Em pleno macarthismo, o âncora de TV Edward R. Morrow (David Strathairn) e sua equipe de repórteres desafiam os poderes estabelecidos apenas por lutarem para apresentar os dois lados da questão. Morrow revela as mentiras e as táticas usadas pelo senador Joseph McCarthy em sua "caça às bruxas" contra supostos comunistas. Um grande confronto público se desenvolve a partir do momento em que McCarthy, ao invés de usar o direito de resposta oferecido por Morrow, procura intimidá-lo, acusando-o de também ser comunista. O conflito ocorreu nos anos 1950, quando a televisão estava em seu início e os jornalistas da CBS, em início de carreira, não tinham ainda a força que adquiririam nos anos seguintes.

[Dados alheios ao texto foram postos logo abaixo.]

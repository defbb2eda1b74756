//! SEO score calculation.
//!
//! Each check awards points for one on-page signal. The total is the share
//! of available points earned, scaled to 0-100. Without a focus keyword the
//! checks are worth exactly 100 points, so the total equals the points
//! earned.

use crate::result::{Check, CheckId, CheckStatus, SeoData, SeoScore};
use crate::Options;

/// Points for a title within the recommended length.
pub const TITLE_POINTS: u32 = 20;
/// Points for a meta description within the recommended length.
pub const DESCRIPTION_POINTS: u32 = 20;
/// Points for a meta description of any other length.
pub const DESCRIPTION_PARTIAL_POINTS: u32 = 10;
pub const H1_POINTS: u32 = 15;
pub const WORD_COUNT_POINTS: u32 = 10;
pub const IMAGE_ALT_POINTS: u32 = 15;
pub const CANONICAL_POINTS: u32 = 10;
pub const ROBOTS_POINTS: u32 = 5;
pub const HEADING_STRUCTURE_POINTS: u32 = 5;
pub const FOCUS_KEYWORD_POINTS: u32 = 10;

/// Keyword density (percent) considered natural.
pub const FOCUS_DENSITY_RANGE: std::ops::RangeInclusive<f64> = 0.5..=3.0;

/// Calculate the score and its per-check breakdown.
///
/// # Examples
///
/// ```
/// use seo_score::scoring::calculate_seo_score;
/// use seo_score::{Options, SeoData};
///
/// let score = calculate_seo_score(&SeoData::default(), &Options::default());
/// // An empty page is still indexable and has no images missing alt text.
/// assert_eq!(score.total, 20);
/// ```
#[must_use]
pub fn calculate_seo_score(data: &SeoData, options: &Options) -> SeoScore {
    let mut checks = vec![
        check_title(data, options),
        check_description(data, options),
        check_h1(data),
        check_word_count(data, options),
        check_image_alt(data),
        check_canonical(data),
        check_robots(data),
        check_heading_structure(data),
    ];

    if let Some(focus) = check_focus_keyword(data) {
        checks.push(focus);
    }

    let earned: u32 = checks.iter().map(|c| c.earned).sum();
    let possible: u32 = checks.iter().map(|c| c.max).sum();

    SeoScore {
        total: normalize(earned, possible),
        earned,
        possible,
        checks,
    }
}

/// Scale `earned / possible` to 0-100, rounding to the nearest integer.
#[must_use]
pub fn normalize(earned: u32, possible: u32) -> u8 {
    if possible == 0 {
        return 0;
    }
    let pct = (f64::from(earned) * 100.0 / f64::from(possible)).round();
    pct.clamp(0.0, 100.0) as u8
}

fn pass(id: CheckId, max: u32, message: String) -> Check {
    Check {
        id,
        earned: max,
        max,
        status: CheckStatus::Pass,
        message,
        recommendation: None,
    }
}

fn partial(id: CheckId, earned: u32, max: u32, message: String, recommendation: String) -> Check {
    Check {
        id,
        earned,
        max,
        status: CheckStatus::Partial,
        message,
        recommendation: Some(recommendation),
    }
}

fn fail(id: CheckId, max: u32, message: String, recommendation: String) -> Check {
    Check {
        id,
        earned: 0,
        max,
        status: CheckStatus::Fail,
        message,
        recommendation: Some(recommendation),
    }
}

fn check_title(data: &SeoData, options: &Options) -> Check {
    let range = &options.title_length;
    let len = data.title_length();

    if data.title.is_none() {
        return fail(
            CheckId::Title,
            TITLE_POINTS,
            "Title not found".to_string(),
            format!(
                "Add a <title> of {}-{} characters",
                range.start(),
                range.end()
            ),
        );
    }

    if range.contains(&len) {
        pass(
            CheckId::Title,
            TITLE_POINTS,
            format!("Title length is {len} characters"),
        )
    } else {
        let direction = if len < *range.start() { "Lengthen" } else { "Shorten" };
        fail(
            CheckId::Title,
            TITLE_POINTS,
            format!("Title length is {len} characters"),
            format!(
                "{direction} the title to {}-{} characters",
                range.start(),
                range.end()
            ),
        )
    }
}

fn check_description(data: &SeoData, options: &Options) -> Check {
    let range = &options.description_length;
    let len = data.description_length();

    if data.meta_description.is_none() {
        return fail(
            CheckId::MetaDescription,
            DESCRIPTION_POINTS,
            "Meta description not found".to_string(),
            format!(
                "Add a meta description of {}-{} characters",
                range.start(),
                range.end()
            ),
        );
    }

    if range.contains(&len) {
        pass(
            CheckId::MetaDescription,
            DESCRIPTION_POINTS,
            format!("Meta description length is {len} characters"),
        )
    } else {
        let direction = if len < *range.start() { "Expand" } else { "Trim" };
        partial(
            CheckId::MetaDescription,
            DESCRIPTION_PARTIAL_POINTS,
            DESCRIPTION_POINTS,
            format!("Meta description length is {len} characters"),
            format!(
                "{direction} the meta description to {}-{} characters",
                range.start(),
                range.end()
            ),
        )
    }
}

fn check_h1(data: &SeoData) -> Check {
    match data.h1 {
        Some(_) => pass(CheckId::H1, H1_POINTS, "H1 found".to_string()),
        None => fail(
            CheckId::H1,
            H1_POINTS,
            "H1 not found".to_string(),
            "Add an <h1> describing the page topic".to_string(),
        ),
    }
}

fn check_word_count(data: &SeoData, options: &Options) -> Check {
    let words = data.word_count;
    let message = format!("Page has {words} words");

    if words >= options.min_word_count {
        pass(CheckId::WordCount, WORD_COUNT_POINTS, message)
    } else {
        fail(
            CheckId::WordCount,
            WORD_COUNT_POINTS,
            message,
            format!(
                "Add content: at least {} words are recommended",
                options.min_word_count
            ),
        )
    }
}

/// Graduated: 15 points with no missing alt text, 10 up to 5 missing,
/// 5 up to 10 missing.
fn check_image_alt(data: &SeoData) -> Check {
    let missing = data.images.missing_alt;
    let message = format!(
        "{missing} of {} images missing ALT text",
        data.images.total
    );
    let recommendation = format!("Add ALT text to {missing} images");

    match missing {
        0 => pass(CheckId::ImageAlt, IMAGE_ALT_POINTS, message),
        1..=5 => partial(CheckId::ImageAlt, 10, IMAGE_ALT_POINTS, message, recommendation),
        6..=10 => partial(CheckId::ImageAlt, 5, IMAGE_ALT_POINTS, message, recommendation),
        _ => fail(CheckId::ImageAlt, IMAGE_ALT_POINTS, message, recommendation),
    }
}

fn check_canonical(data: &SeoData) -> Check {
    match data.canonical.as_deref() {
        Some(href) => pass(
            CheckId::Canonical,
            CANONICAL_POINTS,
            format!("Canonical URL is {href}"),
        ),
        None => fail(
            CheckId::Canonical,
            CANONICAL_POINTS,
            "Canonical tag not found".to_string(),
            "Add <link rel=\"canonical\"> pointing at the preferred URL".to_string(),
        ),
    }
}

fn check_robots(data: &SeoData) -> Check {
    let directives = data.robots.content.as_deref().unwrap_or("none set");

    if data.robots.is_indexable() {
        pass(
            CheckId::Robots,
            ROBOTS_POINTS,
            format!("Page is indexable (robots: {directives})"),
        )
    } else {
        fail(
            CheckId::Robots,
            ROBOTS_POINTS,
            format!("Page blocks indexing (robots: {directives})"),
            "Remove noindex from the robots meta tag if the page should rank".to_string(),
        )
    }
}

/// Full points for exactly one h1 followed by at least one h2.
fn check_heading_structure(data: &SeoData) -> Check {
    let h = &data.headings;
    let message = format!("{} H1, {} H2, {} H3", h.h1, h.h2, h.h3);

    if h.h1 == 1 && h.h2 >= 1 {
        return pass(CheckId::HeadingStructure, HEADING_STRUCTURE_POINTS, message);
    }

    let recommendation = if h.h1 > 1 {
        "Use a single <h1> and demote the others to <h2>".to_string()
    } else if h.h1 == 0 {
        "Structure the page with one <h1> and <h2> subheadings".to_string()
    } else {
        "Break up content with <h2> subheadings".to_string()
    };

    if h.total() > 0 {
        partial(
            CheckId::HeadingStructure,
            2,
            HEADING_STRUCTURE_POINTS,
            message,
            recommendation,
        )
    } else {
        fail(
            CheckId::HeadingStructure,
            HEADING_STRUCTURE_POINTS,
            message,
            recommendation,
        )
    }
}

/// Title +4, description +3, natural density +3. Skipped without a focus keyword.
fn check_focus_keyword(data: &SeoData) -> Option<Check> {
    let focus = data.focus_keyword.as_ref()?;
    let mut earned = 0;
    let mut missing = Vec::new();

    if focus.in_title {
        earned += 4;
    } else {
        missing.push("the title");
    }

    if focus.in_description {
        earned += 3;
    } else {
        missing.push("the meta description");
    }

    let density_ok = FOCUS_DENSITY_RANGE.contains(&focus.density);
    if density_ok {
        earned += 3;
    }

    let message = format!(
        "\"{}\" appears {} times ({:.2}% density)",
        focus.keyword, focus.occurrences, focus.density
    );

    if earned == FOCUS_KEYWORD_POINTS {
        return Some(pass(CheckId::FocusKeyword, FOCUS_KEYWORD_POINTS, message));
    }

    let mut advice = Vec::new();
    if !missing.is_empty() {
        advice.push(format!("Use \"{}\" in {}", focus.keyword, missing.join(" and ")));
    }
    if !density_ok {
        let verb = if focus.density < *FOCUS_DENSITY_RANGE.start() {
            "Mention the keyword more often"
        } else {
            "Reduce keyword repetition"
        };
        advice.push(format!(
            "{verb} (aim for {:.1}-{:.1}% density)",
            FOCUS_DENSITY_RANGE.start(),
            FOCUS_DENSITY_RANGE.end()
        ));
    }
    let recommendation = advice.join("; ");

    Some(if earned == 0 {
        fail(CheckId::FocusKeyword, FOCUS_KEYWORD_POINTS, message, recommendation)
    } else {
        partial(CheckId::FocusKeyword, earned, FOCUS_KEYWORD_POINTS, message, recommendation)
    })
}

Good Night não deixa de ser traiçoeiro. A preocupação estética de George Clooney, procurando resgatar os detalhes de figurino da época, o cigarro no canto da boca e o tom esfumaçado dos bastidores da notícia, sugere que se trata de um filme meramente performático. Há um rigor formal em manter a beleza das luzes e dos espaços. Mas não. O filme tem sua maior força nos diálogos e não nos efeitos. O destrinchamento discursivo é de uma riqueza admirável para um relativo novato atrás das câmeras. Amortecido pelos tons bicolores e pelo fog dos ambientes, parece que o espectador atordoado entra num filete da história dos Estados Unidos anti-comunista, tendo a rispidez da palavra como seu cotonete pra ficar atento ao jogo de poder e influência. Nada mais contrastante do que a brilhantina pra reluzir as aparências e realçar os contornos negros de verdades ofuscadas pela própria mídia loba da mídia.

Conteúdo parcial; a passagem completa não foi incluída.